[DATA FOR PROCESSING]:
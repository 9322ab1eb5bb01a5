//! Session lifecycle and the live `$_SESSION` view.
//!
//! [`SessionManager`] moves through `Unstarted -> Active -> Destroyed`. While
//! active, [`SessionManager::view`] hands out a [`SessionView`] that reads
//! from the in-memory mapping and writes every mutation straight through to
//! the [`SessionStore`].

pub mod file_store;
pub mod memory;
pub mod store;

use serde_json::Value;
use tracing::{debug, info, warn};

pub use file_store::FileSessionStore;
pub use memory::MemorySessionStore;
pub use store::{SessionData, SessionStore};

use crate::output::ResponseBuffer;
use crate::Result;

/// Lifecycle state of the request's session.
#[derive(Debug, Clone, Copy, PartialEq, Eq)]
pub enum SessionState {
    /// No session opened yet.
    Unstarted,
    /// A session is open and `$_SESSION` is live.
    Active,
    /// The session was destroyed during this request.
    Destroyed,
}

#[derive(Debug, Clone, Copy)]
enum Open {
    Start,
    Create,
}

/// Mutation-observing view over the session mapping.
///
/// Every successful [`set`](Self::set) and every [`delete`](Self::delete) of
/// a present key pushes the whole mapping to the store exactly once.
pub struct SessionView<'a> {
    data: &'a mut SessionData,
    store: &'a mut dyn SessionStore,
}

impl SessionView<'_> {
    /// Read `key`.
    #[must_use]
    pub fn get(&self, key: &str) -> Option<&Value> {
        self.data.get(key)
    }

    /// Whether `key` is set.
    #[must_use]
    pub fn contains_key(&self, key: &str) -> bool {
        self.data.contains_key(key)
    }

    /// Number of keys.
    #[must_use]
    pub fn len(&self) -> usize {
        self.data.len()
    }

    /// Whether the session holds no keys.
    #[must_use]
    pub fn is_empty(&self) -> bool {
        self.data.is_empty()
    }

    /// Iterate entries in key order.
    pub fn iter(&self) -> impl Iterator<Item = (&String, &Value)> {
        self.data.iter()
    }

    /// Set `key` to `value` and persist the full mapping.
    ///
    /// # Errors
    ///
    /// Returns `AppError::Session` if the store rejects the write. The
    /// in-memory mapping keeps the new value either way.
    pub fn set(&mut self, key: impl Into<String>, value: impl Into<Value>) -> Result<()> {
        self.data.insert(key.into(), value.into());
        self.store.set_data(self.data)
    }

    /// Remove `key`, persisting only if it was present.
    ///
    /// # Errors
    ///
    /// Returns `AppError::Session` if the store rejects the write.
    pub fn delete(&mut self, key: &str) -> Result<bool> {
        if self.data.remove(key).is_none() {
            return Ok(false);
        }
        self.store.set_data(self.data)?;
        Ok(true)
    }
}

impl std::fmt::Debug for SessionView<'_> {
    fn fmt(&self, f: &mut std::fmt::Formatter<'_>) -> std::fmt::Result {
        f.debug_map().entries(self.data.iter()).finish()
    }
}

/// Owns the session for one request.
pub struct SessionManager {
    store: Box<dyn SessionStore>,
    cookie_name: String,
    state: SessionState,
    data: SessionData,
}

impl SessionManager {
    /// Manage sessions in `store`, naming the cookie `cookie_name`.
    #[must_use]
    pub fn new(store: impl SessionStore + 'static, cookie_name: impl Into<String>) -> Self {
        Self {
            store: Box::new(store),
            cookie_name: cookie_name.into(),
            state: SessionState::Unstarted,
            data: SessionData::new(),
        }
    }

    /// Current lifecycle state.
    #[must_use]
    pub fn state(&self) -> SessionState {
        self.state
    }

    /// Resume the session named by the request cookie.
    ///
    /// Does nothing while a session is active. On success a `Set-Cookie`
    /// header is buffered and the stored data becomes the live view. Returns
    /// whether a session is active afterwards.
    ///
    /// # Errors
    ///
    /// Returns `AppError::Session` if the store fails.
    pub fn start(&mut self, response: &mut ResponseBuffer, secure: bool) -> Result<bool> {
        if self.state == SessionState::Active {
            debug!("session already active");
            return Ok(true);
        }
        self.open(Open::Start, response, secure)
    }

    /// Open a brand-new session, replacing any active one.
    ///
    /// # Errors
    ///
    /// Returns `AppError::Session` if the store fails.
    pub fn create(&mut self, response: &mut ResponseBuffer, secure: bool) -> Result<bool> {
        self.open(Open::Create, response, secure)
    }

    fn open(&mut self, how: Open, response: &mut ResponseBuffer, secure: bool) -> Result<bool> {
        let opened = match how {
            Open::Start => self.store.start()?,
            Open::Create => self.store.create()?,
        };
        let Some(id) = self.store.id().filter(|_| opened) else {
            warn!(?how, "session store did not open a session");
            return Ok(false);
        };

        response.header(&cookie_header(&self.cookie_name, &id, secure));
        self.data = self.store.data()?;
        self.state = SessionState::Active;
        info!(?how, keys = self.data.len(), "session active");
        Ok(true)
    }

    /// Live view over the session data, `None` unless a session is active.
    pub fn view(&mut self) -> Option<SessionView<'_>> {
        if self.state != SessionState::Active {
            return None;
        }
        Some(SessionView {
            data: &mut self.data,
            store: self.store.as_mut(),
        })
    }

    /// The `session_id()` builtin.
    #[must_use]
    pub fn id(&self) -> Option<String> {
        self.store.id()
    }

    /// The `session_status()` builtin.
    #[must_use]
    pub fn status(&self) -> bool {
        self.store.status()
    }

    /// Remove every key, persisting once if anything was removed.
    ///
    /// # Errors
    ///
    /// Returns `AppError::Session` if the store rejects the write.
    pub fn unset(&mut self) -> Result<()> {
        if self.state != SessionState::Active || self.data.is_empty() {
            return Ok(());
        }
        self.data.clear();
        self.store.set_data(&self.data)
    }

    /// Drop the in-memory session and ask the store to discard it.
    ///
    /// # Errors
    ///
    /// Returns `AppError::Session` if the store fails.
    pub fn destroy(&mut self) -> Result<bool> {
        self.data.clear();
        self.state = SessionState::Destroyed;
        self.store.destroy()
    }

    /// Session entries as `key=value` lines for `session_print()`.
    #[must_use]
    pub fn print_lines(&self) -> Vec<String> {
        self.data
            .iter()
            .map(|(key, value)| match value {
                Value::String(s) => format!("{key}={s}"),
                other => format!("{key}={other}"),
            })
            .collect()
    }
}

impl std::fmt::Debug for SessionManager {
    fn fmt(&self, f: &mut std::fmt::Formatter<'_>) -> std::fmt::Result {
        f.debug_struct("SessionManager")
            .field("cookie_name", &self.cookie_name)
            .field("state", &self.state)
            .field("keys", &self.data.len())
            .finish_non_exhaustive()
    }
}

/// Render the session cookie header line.
#[must_use]
pub fn cookie_header(name: &str, id: &str, secure: bool) -> String {
    if secure {
        format!("Set-Cookie: {name}={id}; secure; httponly")
    } else {
        format!("Set-Cookie: {name}={id}; httponly")
    }
}
//! Uploaded-file descriptor decoding for `$_FILES`.
//!
//! The descriptor stream is produced by [`crate::input`]: one `;`-separated
//! segment per uploaded file, each a `&`-separated attribute list whose first
//! pair names the form field, e.g.
//! `id=avatar&name=me.png&type=image/png&size=512&tmp_name=/tmp/jst_post_x&error=0`.

use std::collections::BTreeMap;

use super::{percent_decode, split_pair, Decoded};
use crate::AppError;

/// Attribute name to value for one uploaded file.
pub type FileDescriptor = BTreeMap<String, String>;

/// Field identifier to file attributes.
pub type FileMap = BTreeMap<String, FileDescriptor>;

/// Decode a serialized file-descriptor stream.
///
/// The first well-formed pair of a segment claims it: its decoded value
/// becomes the file id and its key is dropped. An empty id does not claim the
/// segment, so the next well-formed pair is tried as the id again. Later pairs
/// are decoded on both sides and stored as attributes. Bad pairs are reported
/// in [`Decoded::errors`] and skipped.
#[must_use]
pub fn decode_files(raw: Option<&str>) -> Decoded<FileMap> {
    let mut decoded = Decoded::<FileMap>::default();
    let Some(raw) = raw.filter(|files| !files.is_empty()) else {
        return decoded;
    };

    for segment in raw.split(';') {
        let mut file_id: Option<String> = None;

        for pair in segment.split('&') {
            let Some((key, value)) = split_pair(pair) else {
                decoded
                    .errors
                    .push(AppError::MalformedFileAttribute(format!("invalid pair {pair:?}")));
                continue;
            };

            match file_id.as_deref() {
                Some(id) if !id.is_empty() => {
                    let attribute =
                        percent_decode(key).and_then(|k| percent_decode(value).map(|v| (k, v)));
                    match attribute {
                        Ok((k, v)) => {
                            if let Some(descriptor) = decoded.value.get_mut(id) {
                                descriptor.insert(k, v);
                            }
                        }
                        Err(msg) => decoded.errors.push(AppError::MalformedFileAttribute(msg)),
                    }
                }
                _ => match percent_decode(value) {
                    Ok(id) => {
                        decoded.value.insert(id.clone(), FileDescriptor::new());
                        file_id = Some(id);
                    }
                    Err(msg) => decoded.errors.push(AppError::MalformedFileAttribute(msg)),
                },
            }
        }
    }

    decoded
}
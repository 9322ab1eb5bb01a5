//! Decoders that build the `$_GET`, `$_POST` and `$_FILES` superglobals.
//!
//! All three formats are `&`-separated `key=value` lists, but they disagree on
//! what happens to a bad segment:
//!
//! | Decoder | Bad segment | Values |
//! |---------|-------------|--------|
//! | [`query`] | fatal, whole decode fails | raw |
//! | [`body`] | diagnostic + session suppression | `+` to space, percent-decoded |
//! | [`files`] | diagnostic only | percent-decoded |

use std::collections::BTreeMap;

use crate::AppError;

pub mod body;
pub mod files;
pub mod query;

/// Decoded GET or POST parameters.
pub type ParamMap = BTreeMap<String, String>;

/// Output of a decoder that tolerates bad input.
#[derive(Debug, Default)]
pub struct Decoded<T> {
    /// Everything that decoded cleanly.
    pub value: T,
    /// One entry per rejected segment, in input order.
    pub errors: Vec<AppError>,
}

impl<T> Decoded<T> {
    /// Whether any segment was rejected.
    #[must_use]
    pub fn has_errors(&self) -> bool {
        !self.errors.is_empty()
    }
}

/// Split `segment` on `=` into exactly a key and a value.
///
/// `"a"` and `"a=b=c"` both yield `None`.
pub(crate) fn split_pair(segment: &str) -> Option<(&str, &str)> {
    let mut tokens = segment.split('=');
    match (tokens.next(), tokens.next(), tokens.next()) {
        (Some(key), Some(value), None) => Some((key, value)),
        _ => None,
    }
}

/// Percent-decode a component, failing when the result is not valid UTF-8.
pub(crate) fn percent_decode(raw: &str) -> std::result::Result<String, String> {
    urlencoding::decode(raw)
        .map(std::borrow::Cow::into_owned)
        .map_err(|err| format!("{raw:?} does not decode to utf-8: {err}"))
}
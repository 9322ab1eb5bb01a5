//! Error types shared across the shim.

use std::fmt::{Display, Formatter};

/// Shared shim result type.
pub type Result<T> = std::result::Result<T, AppError>;

/// Error enumeration covering every failure mode of request setup and output.
///
/// Only [`AppError::MalformedQueryString`] aborts request setup. The
/// `MalformedPostField` and `MalformedFileAttribute` variants are recorded as
/// diagnostics by the decoders and never propagated.
#[derive(Debug)]
pub enum AppError {
    /// Configuration parsing or validation failure.
    Config(String),
    /// File-system, stdin or stdout failure.
    Io(String),
    /// A `QUERY_STRING` segment did not split into exactly one key and value.
    MalformedQueryString(String),
    /// A POST body segment did not split into exactly one key and value.
    MalformedPostField(String),
    /// A file descriptor attribute did not split into exactly one key and value.
    MalformedFileAttribute(String),
    /// Session store failure.
    Session(String),
    /// Upload parsing or temp-file failure.
    Upload(String),
}

impl Display for AppError {
    fn fmt(&self, f: &mut Formatter<'_>) -> std::fmt::Result {
        match self {
            Self::Config(msg) => write!(f, "config: {msg}"),
            Self::Io(msg) => write!(f, "io: {msg}"),
            Self::MalformedQueryString(msg) => write!(f, "malformed query string: {msg}"),
            Self::MalformedPostField(msg) => write!(f, "malformed post field: {msg}"),
            Self::MalformedFileAttribute(msg) => write!(f, "malformed file attribute: {msg}"),
            Self::Session(msg) => write!(f, "session: {msg}"),
            Self::Upload(msg) => write!(f, "upload: {msg}"),
        }
    }
}

impl std::error::Error for AppError {}

impl From<toml::de::Error> for AppError {
    fn from(err: toml::de::Error) -> Self {
        Self::Config(format!("invalid config: {err}"))
    }
}

impl From<std::io::Error> for AppError {
    fn from(err: std::io::Error) -> Self {
        Self::Io(err.to_string())
    }
}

[WORK INSTRUCTIONS]:
Everything from the line with "A file descriptor" to the end of the listing above needs to be duplicated exactly, both end lines included, with nothing more.

[EXERCISE ANSWER]:
    /// A file descriptor attribute did not split into exactly one key and value.
    MalformedFileAttribute(String),
    /// Session store failure.
    Session(String),
    /// Upload parsing or temp-file failure.
    Upload(String),
}

impl Display for AppError {
    fn fmt(&self, f: &mut Formatter<'_>) -> std::fmt::Result {
        match self {
            Self::Config(msg) => write!(f, "config: {msg}"),
            Self::Io(msg) => write!(f, "io: {msg}"),
            Self::MalformedQueryString(msg) => write!(f, "malformed query string: {msg}"),
            Self::MalformedPostField(msg) => write!(f, "malformed post field: {msg}"),
            Self::MalformedFileAttribute(msg) => write!(f, "malformed file attribute: {msg}"),
            Self::Session(msg) => write!(f, "session: {msg}"),
            Self::Upload(msg) => write!(f, "upload: {msg}"),
        }
    }
}

impl std::error::Error for AppError {}

impl From<toml::de::Error> for AppError {
    fn from(err: toml::de::Error) -> Self {
        Self::Config(format!("invalid config: {err}"))
    }
}

impl From<std::io::Error> for AppError {
    fn from(err: std::io::Error) -> Self {
        Self::Io(err.to_string())
    }
}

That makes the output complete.